Por El País  ·  14.01.2023

Lara Maiklem (Surrey, 52 años) ha visto al menos tres cadáveres flotando en el río Támesis. Y muchos otros restos humanos de tiempos pretéritos, tibias, calaveras, mandíbulas con dientes todavía insertados: gentes que se caían de los barcos accidentalmente, que morían en batallas, que se quitaban la vida o que eran arrojadas a las aguas porque alguien quería deshacerse de su cadáver (y que nunca más se supiera). Maiklem, de hecho, encontró una calavera cerca del estuario a la que bautizó como Fred: tenía 300 años y probablemente perteneció a un preso recluido en una prisión de la zona.

Tampoco se trata de eso, sino más bien de encontrar esos objetos que una ciudad tan populosa y con una historia tan larga como Londres ha ido dejando sobre el río que la atraviesa. “El río es omnipresente en Londres, pero a veces parece que ni lo vemos”, explica Maiklem, autora del libro Mudlarking. Historia y objetos perdidos en el río Támesis (Capitán Swing). Ahí cuenta sus peripecias y hallazgos como mudlarker, es decir, como una de esas rebuscadoras que aprovechan las mareas bajas (la ventaja del Támesis es que es un río con mareas) para escrutar el barro y encontrar los regalos de otros tiempos. “A la gente le fascina, porque todos llevamos dentro un cazador recolector”, dice. “Es la excitación de encontrar algo que no estabas esperando”.

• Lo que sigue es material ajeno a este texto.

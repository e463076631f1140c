//! Camera-projected texture baking
//!
//! Projects a 2D image, as seen from a virtual camera, onto UV-mapped 3D
//! meshes and writes the sampled colors back into their textures. Two stages
//! compose the pipeline:
//!
//! - [`CameraRig`] fitting: build a square orthographic (or matched-FOV)
//!   camera from the current viewer orientation, framing the target bounds
//!   with a configurable margin.
//! - [`bake_mesh`] / [`bake_all`]: for every texel of the target texture,
//!   resolve the 3D surface point behind it, test visibility against the rig
//!   (front-facing, inside the frame, unoccluded), and composite the
//!   projected source sample into the texel.
//!
//! The crate holds no scene-graph, file, or network surface: meshes, images,
//! and camera poses are plain owned values marshalled in by the caller.
//!
//! # Example
//! ```no_run
//! use glam::Vec3;
//! use projcam::{
//!     bake_mesh, BakeSettings, CameraRig, TextureBuffer, ViewerPose,
//!     generate_plane_uv,
//! };
//!
//! let mesh = generate_plane_uv(2.0, 2.0, 1, 1);
//! let viewer = ViewerPose::looking_at(Vec3::new(0.0, 5.0, 0.0), Vec3::ZERO, Vec3::NEG_Z);
//! let rig = CameraRig::fit(&viewer, &mesh.world_aabb(), 0.05)?;
//!
//! let source = TextureBuffer::filled(512, 512, [255, 128, 0, 255]);
//! let mut texture = TextureBuffer::new(1024, 1024);
//! let stats = bake_mesh(&rig, &source, &mesh, &mut texture, &BakeSettings::default())?;
//! println!("{} texels written", stats.texels_written);
//! # Ok::<(), projcam::BakeError>(())
//! ```

pub mod bake;
pub mod bvh;
pub mod camera;
pub mod error;
pub mod mesh;
pub mod primitives;
pub mod report;
pub mod texture;

pub use bake::{bake_all, bake_mesh, BakeJob, BakeSettings, BakeStats};
pub use bvh::Bvh;
pub use camera::{CameraRig, Projection, ViewerPose};
pub use error::BakeError;
pub use mesh::{Aabb, BakeMesh};
pub use primitives::{at_position, generate_cube_uv, generate_plane_uv};
pub use report::{BakeOutcome, BakeReport};
pub use texture::{checker, BlendMode, TextureBuffer};
//! Owned mesh value types for projection baking
//!
//! The bake core never touches a live scene graph. Host integration marshals
//! scene meshes into [`BakeMesh`] (positions, normals, UVs, triangle indices,
//! object-to-world transform) and back. UV seams are represented by split
//! vertices, so UVs are per-vertex and `uvs.len() == positions.len()` for any
//! bake-eligible mesh.

use glam::{Mat4, Vec3};

use crate::error::BakeError;

/// Triangle mesh with per-vertex normals and UVs, in object space plus an
/// object-to-world transform
#[derive(Debug, Clone)]
pub struct BakeMesh {
    /// Vertex positions
    pub positions: Vec<Vec3>,
    /// Vertex normals (recomputed from faces when empty, see
    /// [`BakeMesh::ensure_normals`])
    pub normals: Vec<Vec3>,
    /// UV coordinates in [0,1]x[0,1] texture space (empty if the mesh has no
    /// UV layer)
    pub uvs: Vec<[f32; 2]>,
    /// Triangle indices, three per face
    pub indices: Vec<u32>,
    /// Object-to-world transform
    pub transform: Mat4,
}

impl BakeMesh {
    /// Create an empty mesh with an identity transform
    pub fn new() -> Self {
        Self {
            positions: Vec::new(),
            normals: Vec::new(),
            uvs: Vec::new(),
            indices: Vec::new(),
            transform: Mat4::IDENTITY,
        }
    }

    /// Number of triangles
    pub fn triangle_count(&self) -> usize {
        self.indices.len() / 3
    }

    /// Whether every vertex has a UV entry
    pub fn has_uv_layer(&self) -> bool {
        !self.positions.is_empty() && self.uvs.len() == self.positions.len()
    }

    /// Fail with [`BakeError::MissingUvLayer`] unless the UV layer is complete
    pub fn require_uv_layer(&self) -> Result<(), BakeError> {
        if self.has_uv_layer() {
            Ok(())
        } else {
            Err(BakeError::MissingUvLayer {
                uvs: self.uvs.len(),
                vertices: self.positions.len(),
            })
        }
    }

    /// Vertex positions transformed into world space
    pub fn world_positions(&self) -> Vec<Vec3> {
        self.positions
            .iter()
            .map(|&p| self.transform.transform_point3(p))
            .collect()
    }

    /// Vertex normals transformed into world space
    ///
    /// Uses the inverse-transpose so non-uniform scaling keeps normals
    /// perpendicular to the surface. Recomputes from geometry if the mesh
    /// carries no normals.
    pub fn world_normals(&self) -> Vec<Vec3> {
        let normals = if self.normals.len() == self.positions.len() {
            self.normals.clone()
        } else {
            smooth_normals(&self.positions, &self.indices)
        };
        let normal_matrix = self.transform.inverse().transpose();
        normals
            .iter()
            .map(|&n| normal_matrix.transform_vector3(n).normalize_or_zero())
            .collect()
    }

    /// Recompute per-vertex normals from face geometry if missing
    pub fn ensure_normals(&mut self) {
        if self.normals.len() != self.positions.len() {
            self.normals = smooth_normals(&self.positions, &self.indices);
        }
    }

    /// World-space axis-aligned bounds of this mesh
    pub fn world_aabb(&self) -> Aabb {
        let mut aabb = Aabb::new();
        for &p in &self.positions {
            aabb.union_point(self.transform.transform_point3(p));
        }
        aabb
    }
}

impl Default for BakeMesh {
    fn default() -> Self {
        Self::new()
    }
}

/// Area-weighted smooth vertex normals
///
/// Cross products are accumulated unnormalized, so large faces dominate
/// shared vertices.
fn smooth_normals(positions: &[Vec3], indices: &[u32]) -> Vec<Vec3> {
    let mut accum = vec![Vec3::ZERO; positions.len()];
    for tri in indices.chunks_exact(3) {
        let (i0, i1, i2) = (tri[0] as usize, tri[1] as usize, tri[2] as usize);
        let face = (positions[i1] - positions[i0]).cross(positions[i2] - positions[i0]);
        accum[i0] += face;
        accum[i1] += face;
        accum[i2] += face;
    }
    accum
        .into_iter()
        .map(|n| n.normalize_or(Vec3::Y))
        .collect()
}

/// Axis-aligned bounding box, initialised inverted so the first
/// [`Aabb::union_point`] defines it
#[derive(Debug, Clone, Copy, PartialEq)]
pub struct Aabb {
    pub min: Vec3,
    pub max: Vec3,
}

impl Aabb {
    /// Create empty (inverted) bounds
    pub fn new() -> Self {
        Self {
            min: Vec3::splat(f32::INFINITY),
            max: Vec3::splat(f32::NEG_INFINITY),
        }
    }

    /// Bounds of a point set
    pub fn from_points(points: &[Vec3]) -> Self {
        let mut aabb = Self::new();
        for &p in points {
            aabb.union_point(p);
        }
        aabb
    }

    /// Grow to include a point
    pub fn union_point(&mut self, p: Vec3) {
        self.min = self.min.min(p);
        self.max = self.max.max(p);
    }

    /// Grow to include another box
    pub fn union(&mut self, other: &Aabb) {
        self.min = self.min.min(other.min);
        self.max = self.max.max(other.max);
    }

    /// Whether any point has been added
    pub fn is_valid(&self) -> bool {
        self.min.x <= self.max.x && self.min.y <= self.max.y && self.min.z <= self.max.z
    }

    /// Size along each axis
    pub fn extents(&self) -> Vec3 {
        self.max - self.min
    }

    /// Center point
    pub fn center(&self) -> Vec3 {
        (self.min + self.max) * 0.5
    }

    /// The eight corner points
    pub fn corners(&self) -> [Vec3; 8] {
        let (lo, hi) = (self.min, self.max);
        [
            Vec3::new(lo.x, lo.y, lo.z),
            Vec3::new(hi.x, lo.y, lo.z),
            Vec3::new(lo.x, hi.y, lo.z),
            Vec3::new(hi.x, hi.y, lo.z),
            Vec3::new(lo.x, lo.y, hi.z),
            Vec3::new(hi.x, lo.y, hi.z),
            Vec3::new(lo.x, hi.y, hi.z),
            Vec3::new(hi.x, hi.y, hi.z),
        ]
    }
}

impl Default for Aabb {
    fn default() -> Self {
        Self::new()
    }
}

El mudlarking ha sido históricamente una actividad ligada a las clases más bajas de la sociedad. “Existe desde que hay gente tan pobre como para andar buscando entre lo que otra gente desecha. El término comienza a usarse a finales del siglo XVIII, referido a esta gente que vive en los márgenes. Era una forma de supervivencia, pero ahora se ha convertido en un hobby”, dice la autora, que ha popularizado la actividad en las redes sociales bajo el nombre de The London Mudlark. Su libro es también una reflexión sobre la historia de la ciudad y también “una carta de amor” al río: “Es un hermoso lugar feo, como todo Londres, que es un poco macarra”, bromea.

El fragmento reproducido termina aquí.